E-commerce revenue is expected to hit $1.74 trillion this year across the Asia-Pacific region, about 18 percent of overall retail sales, according to eMarketer. Online purchases are projected to almost double to $3.3 trillion by 2021, bringing the share to 28 percent.

To tap that growth, hardly a week goes by without an e-commerce retailer announcing aggressive expansion plans in Asia, the world’s most economically dynamic region. EBay Inc., operator of the namesake online marketplace, is close to a deal for the Japanese assets of e-commerce site Qoo10, a person familiar with the matter said.

In China, online retailer JD.com Inc. has opened a high-tech supermarket in Beijing, the first of a planned chain. Tencent Holdings Ltd. plans to invest in French grocer Carrefour SA’s China unit; Alibaba Group Holding Ltd. bought a slice of China’s largest hypermart chain Sun Art Retail Group Ltd. to compete against Wal-Mart Stores Inc. in a push to transform traditional grocery and department stores.
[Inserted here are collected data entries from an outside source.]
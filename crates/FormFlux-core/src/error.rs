//! Error taxonomy for schema loading, rule execution and state updates.

use thiserror::Error;

/// Fatal to schema load. Reported before a session ever starts.
#[derive(Error, Debug)]
pub enum SchemaError {
    #[error("Duplicate section id '{0}'")]
    DuplicateSectionId(String),

    #[error("Duplicate field name '{0}'")]
    DuplicateFieldName(String),

    #[error("Field '{field}' has unknown type '{tag}'")]
    UnknownFieldType { field: String, tag: String },

    #[error("'{target}' depends on unknown field '{source_field}'")]
    UnknownDependencySource { target: String, source_field: String },

    #[error("Cyclic dependency between fields: {}", .0.join(" -> "))]
    CyclicDependency(Vec<String>),

    #[error("Field '{field}' has an invalid pattern '{pattern}': {source}")]
    InvalidPattern {
        field: String,
        pattern: String,
        #[source]
        source: regex::Error,
    },

    #[error("Field '{field}' has an invalid rule: {reason}")]
    InvalidRule { field: String, reason: String },

    #[error("Malformed schema definition: {0}")]
    Malformed(String),
}

/// Recoverable: contained to a single field and turned into a validation failure.
#[derive(Error, Debug)]
pub enum RuleExecutionError {
    #[error("Rule '{rule}' failed on field '{field}': {source}")]
    Failed {
        rule: String,
        field: String,
        #[source]
        source: anyhow::Error,
    },

    #[error("Rule '{rule}' referenced by field '{field}' is not registered")]
    UnknownRule { rule: String, field: String },
}

/// Programmer error: the call is rejected and state is left unchanged.
#[derive(Error, Debug, PartialEq, Eq)]
pub enum StateError {
    #[error("Field '{0}' does not exist in the schema")]
    UnknownField(String),
}

/// User-facing, non-fatal: the previous schema and state stay in place.
#[derive(Error, Debug)]
pub enum ImportError {
    #[error("Malformed schema document: {0}")]
    Malformed(String),

    #[error("Could not read schema file: {0}")]
    Io(#[from] std::io::Error),

    #[error(transparent)]
    Schema(#[from] SchemaError),
}

impl ImportError {
    /// Message suitable for showing to the person importing the document.
    pub fn user_message(&self) -> String {
        match self {
            ImportError::Malformed(detail) => {
                format!("The form definition could not be read: {detail}")
            }
            ImportError::Io(e) => format!("The form definition file could not be opened: {e}"),
            ImportError::Schema(e) => format!("The form definition is invalid: {e}"),
        }
    }
}
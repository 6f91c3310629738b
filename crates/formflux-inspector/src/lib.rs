//! # FormFlux Inspector
//!
//! This crate provides the headless logic for painting a live form.
//! It bridges the gap between a `FormManager` session and the visual UI: the host
//! asks for a frame, paints the field views in it, and routes input back.

pub mod view;

use field_window::{RenderPlan, WindowConfig, Windower};
use formflux_core::error::StateError;
use formflux_core::manager::FormManager;
use serde_json::Value;
use view::{FieldView, visible_names};

/// One paint's worth of fields.
#[derive(Debug, Clone, PartialEq)]
pub struct InspectorFrame {
    /// The fields to display in the UI, in document order.
    pub fields: Vec<FieldView>,
    /// Spacer above the first rendered field, in pixels.
    pub offset_before: f32,
    /// Spacer below the last rendered field, in pixels.
    pub offset_after: f32,
    /// Number of visible fields in the whole form.
    pub total_visible: usize,
    pub windowed: bool,
}

/// The inspector for a single form session.
pub struct FormInspector {
    manager: FormManager,
    windower: Windower,
}

impl FormInspector {
    /// The window threshold always follows the session's
    /// `virtualization_threshold`, whatever `config` says.
    pub fn new(manager: FormManager, mut config: WindowConfig) -> Self {
        config.threshold = manager.config().virtualization_threshold;
        let mut windower = Windower::new(config);
        let schema = manager.schema();
        windower.set_form_shape(schema.field_count(), schema.has_custom_cross_field_rules());
        Self { manager, windower }
    }

    pub fn manager(&self) -> &FormManager {
        &self.manager
    }

    /// Routes a user edit to the session.
    pub async fn input(&self, name: &str, value: Value) -> Result<(), StateError> {
        self.manager.set_value(name, value).await
    }

    /// Routes a blur to the session.
    pub async fn blur(&self, name: &str) -> Result<(), StateError> {
        self.manager.set_touched(name).await
    }

    /// Reports a painted field's real height.
    pub fn measure(&mut self, name: &str, height: f32) {
        self.windower.measure(name, height);
    }

    /// Builds the views the host should paint for this scroll position.
    pub async fn frame(&mut self, scroll_top: f32, viewport_height: f32) -> InspectorFrame {
        let schema = self.manager.schema();
        let state = self.manager.snapshot().await;

        // The schema can be swapped mid-session
        self.windower
            .set_form_shape(schema.field_count(), schema.has_custom_cross_field_rules());

        let names = visible_names(&schema, &state);
        if self.windower.update_visible(&names) {
            tracing::debug!(visible = names.len(), "Rebuilt field window index");
        }

        let (range, offset_before, offset_after, windowed) =
            match self.windower.plan(scroll_top, viewport_height) {
                RenderPlan::Full => (0..names.len(), 0.0, 0.0, false),
                RenderPlan::Windowed(w) => (w.render_range, w.offset_before, w.offset_after, true),
            };

        let fields = names[range]
            .iter()
            .filter_map(|name| schema.field_by_name(name))
            .map(|def| FieldView::from_definition(def, &state))
            .collect();

        InspectorFrame {
            fields,
            offset_before,
            offset_after,
            total_visible: names.len(),
            windowed,
        }
    }
}
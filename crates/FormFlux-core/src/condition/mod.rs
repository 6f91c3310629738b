//! # Condition Evaluator
//!
//! Decides visibility and enablement from [`Dependency`] expressions.
//!
//! - [`evaluate`] answers a single dependency against the value bag.
//! - [`graph::DependencyGraph`] orders dependencies and finds cycles once per schema load.
//! - [`visibility::ConditionEvaluator`] recomputes the visible/disabled maps.

use crate::schema::{Dependency, Operator};
use serde_json::Value;
use std::collections::HashMap;

pub mod graph;
pub mod visibility;

pub use graph::{DependencyGraph, DependencyStatus};
pub use visibility::{ConditionEvaluator, VisibilityMap};

/// Evaluates a dependency against the current values.
///
/// A missing source value is treated as `null`.
pub fn evaluate(dependency: &Dependency, values: &HashMap<String, Value>) -> bool {
    let actual = values.get(&dependency.field).unwrap_or(&Value::Null);
    compare_values(actual, dependency.operator, &dependency.value)
}

pub fn compare_values(a: &Value, op: Operator, b: &Value) -> bool {
    match op {
        Operator::Equals => values_equal(a, b),
        Operator::NotEquals => !values_equal(a, b),
        Operator::Contains => contains(a, b),
        Operator::NotContains => !contains(a, b),
        Operator::GreaterThan => match (as_number(a), as_number(b)) {
            (Some(na), Some(nb)) => na > nb,
            _ => false,
        },
        Operator::LessThan => match (as_number(a), as_number(b)) {
            (Some(na), Some(nb)) => na < nb,
            _ => false,
        },
    }
}

/// Strict equality, except that a numeric side makes the comparison numeric.
pub fn values_equal(a: &Value, b: &Value) -> bool {
    if a.is_number() || b.is_number() {
        return match (as_number(a), as_number(b)) {
            (Some(na), Some(nb)) => na == nb,
            _ => false,
        };
    }
    a == b
}

fn contains(haystack: &Value, needle: &Value) -> bool {
    match haystack {
        Value::String(s) => match needle {
            Value::String(n) => s.contains(n.as_str()),
            Value::Number(n) => s.contains(&n.to_string()),
            _ => false,
        },
        Value::Array(items) => items.iter().any(|item| values_equal(item, needle)),
        _ => false,
    }
}

/// Numeric view of a value: JSON numbers, and strings that parse as numbers.
pub fn as_number(v: &Value) -> Option<f64> {
    match v {
        Value::Number(n) => n.as_f64(),
        Value::String(s) => {
            let trimmed = s.trim();
            if trimmed.is_empty() {
                None
            } else {
                trimmed.parse::<f64>().ok().filter(|n| n.is_finite())
            }
        }
        _ => None,
    }
}
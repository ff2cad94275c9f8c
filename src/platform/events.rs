use core::ffi::c_void;
use std::collections::HashMap;
use std::net::Ipv4Addr;
use std::sync::atomic::{AtomicUsize, Ordering};
use std::sync::{Mutex, PoisonError};

use esp_idf_svc::sys::{
    esp_event_base_t, esp_event_handler_instance_register, esp_event_handler_instance_t,
    esp_event_handler_instance_unregister, esp_event_loop_create_default,
    ip_event_got_ip_t, smartconfig_event_got_ssid_pswd_t, smartconfig_type_t_SC_TYPE_AIRKISS,
    smartconfig_type_t_SC_TYPE_ESPTOUCH_AIRKISS, smartconfig_type_t_SC_TYPE_ESPTOUCH_V2,
    wifi_event_sta_disconnected_t, IP_EVENT, SC_EVENT, WIFI_EVENT,
};
use log::warn;

use crate::error::DriverError;
use crate::event::{
    ip_event, sc_event, wifi_event, EventBase, EventBus, EventData, EventHandler, HandlerId,
    VendorCredentials,
};
use crate::smartconfig::SmartConfigKind;

use super::check;

fn raw_base(base: EventBase) -> esp_event_base_t {
    unsafe {
        match base {
            EventBase::Wifi => WIFI_EVENT,
            EventBase::Ip => IP_EVENT,
            EventBase::SmartConfig => SC_EVENT,
        }
    }
}

// Context pointer handed to the C side for one registration.
struct Registration {
    base: EventBase,
    handler: EventHandler,
}

struct Registered {
    instance: esp_event_handler_instance_t,
    context: *mut Registration,
}

// Both pointers are owned by this registration and only touched under the map lock.
unsafe impl Send for Registered {}

/// Handlers on the ESP-IDF default event loop.
pub struct EspEventBus {
    registered: Mutex<HashMap<HandlerId, Registered>>,
    next_id: AtomicUsize,
}

impl EspEventBus {
    pub fn new() -> Self {
        Self {
            registered: Mutex::new(HashMap::new()),
            next_id: AtomicUsize::new(0),
        }
    }
}

impl Default for EspEventBus {
    fn default() -> Self {
        Self::new()
    }
}

unsafe extern "C" fn trampoline(
    context: *mut c_void,
    _base: esp_event_base_t,
    id: i32,
    data: *mut c_void,
) {
    let registration = &*(context as *const Registration);
    // Cloned so that a handler unregistering itself keeps its closure alive.
    let handler = registration.handler.clone();
    let base = registration.base;

    let data = decode(base, id, data);
    handler(base, id, &data);
}

unsafe fn decode(base: EventBase, id: i32, data: *mut c_void) -> EventData {
    if data.is_null() {
        return EventData::None;
    }

    match (base, id) {
        (EventBase::Wifi, wifi_event::STA_DISCONNECTED) => {
            let event = &*(data as *const wifi_event_sta_disconnected_t);
            EventData::Disconnected {
                reason: event.reason as u8,
            }
        }
        (EventBase::Ip, ip_event::STA_GOT_IP) => {
            let event = &*(data as *const ip_event_got_ip_t);
            EventData::GotIp {
                ip: Ipv4Addr::from(event.ip_info.ip.addr.to_le_bytes()),
            }
        }
        (EventBase::SmartConfig, sc_event::GOT_SSID_PSWD) => {
            let event = &*(data as *const smartconfig_event_got_ssid_pswd_t);
            #[allow(non_upper_case_globals)]
            let kind = match event.type_ {
                smartconfig_type_t_SC_TYPE_AIRKISS => SmartConfigKind::AirKiss,
                smartconfig_type_t_SC_TYPE_ESPTOUCH_AIRKISS => SmartConfigKind::EspTouchAirKiss,
                smartconfig_type_t_SC_TYPE_ESPTOUCH_V2 => SmartConfigKind::EspTouchV2,
                _ => SmartConfigKind::EspTouch,
            };

            let mut creds = VendorCredentials::new(&event.ssid, &event.password, kind);
            if event.bssid_set {
                creds = creds.with_bssid(event.bssid);
            }
            creds.token = event.token;
            creds.cellphone_ip = event.cellphone_ip;
            EventData::GotSsidPassword(creds)
        }
        _ => EventData::None,
    }
}

impl EventBus for EspEventBus {
    fn create_default_loop(&self) -> Result<(), DriverError> {
        check(unsafe { esp_event_loop_create_default() })
    }

    fn register(
        &self,
        base: EventBase,
        event_id: i32,
        handler: EventHandler,
    ) -> Result<HandlerId, DriverError> {
        let context = Box::into_raw(Box::new(Registration { base, handler }));
        let mut instance: esp_event_handler_instance_t = core::ptr::null_mut();

        let result = check(unsafe {
            esp_event_handler_instance_register(
                raw_base(base),
                event_id,
                Some(trampoline),
                context as *mut c_void,
                &mut instance,
            )
        });
        if let Err(e) = result {
            drop(unsafe { Box::from_raw(context) });
            return Err(e);
        }

        let id = HandlerId(self.next_id.fetch_add(1, Ordering::Relaxed));
        self.registered
            .lock()
            .unwrap_or_else(PoisonError::into_inner)
            .insert(id, Registered { instance, context });
        Ok(id)
    }

    fn unregister(&self, base: EventBase, event_id: i32, handler: HandlerId) -> Result<(), DriverError> {
        let mut registered = self.registered.lock().unwrap_or_else(PoisonError::into_inner);
        let Some(entry) = registered.remove(&handler) else {
            return Err(DriverError::NOT_FOUND);
        };

        let result = check(unsafe {
            esp_event_handler_instance_unregister(raw_base(base), event_id, entry.instance)
        });
        match result {
            Ok(()) => drop(unsafe { Box::from_raw(entry.context) }),
            Err(e) => {
                // Still registered, so the context has to outlive this call.
                warn!("Handler {:?} is still registered: {}", handler, e);
                registered.insert(handler, entry);
                return Err(e);
            }
        }
        Ok(())
    }
}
And the list goes on in Australia, India and Japan.

“It’s a challenge to catch up with all the shifts happening in consumer spending," said Taijiro Ako, the director of consumer statistics division at Japan’s Statistics Bureau of Ministry of Internal Affairs and Communications. "We are trying to improve our coverage of online shopping."

To be sure, few suggest that online shopping will edge out commodities, food and weather as the dominant forces driving inflation. But the “Amazon effect,” together with eye-popping e-commerce growth forecasts, have policy makers scrambling to understand what it’s doing to their economies.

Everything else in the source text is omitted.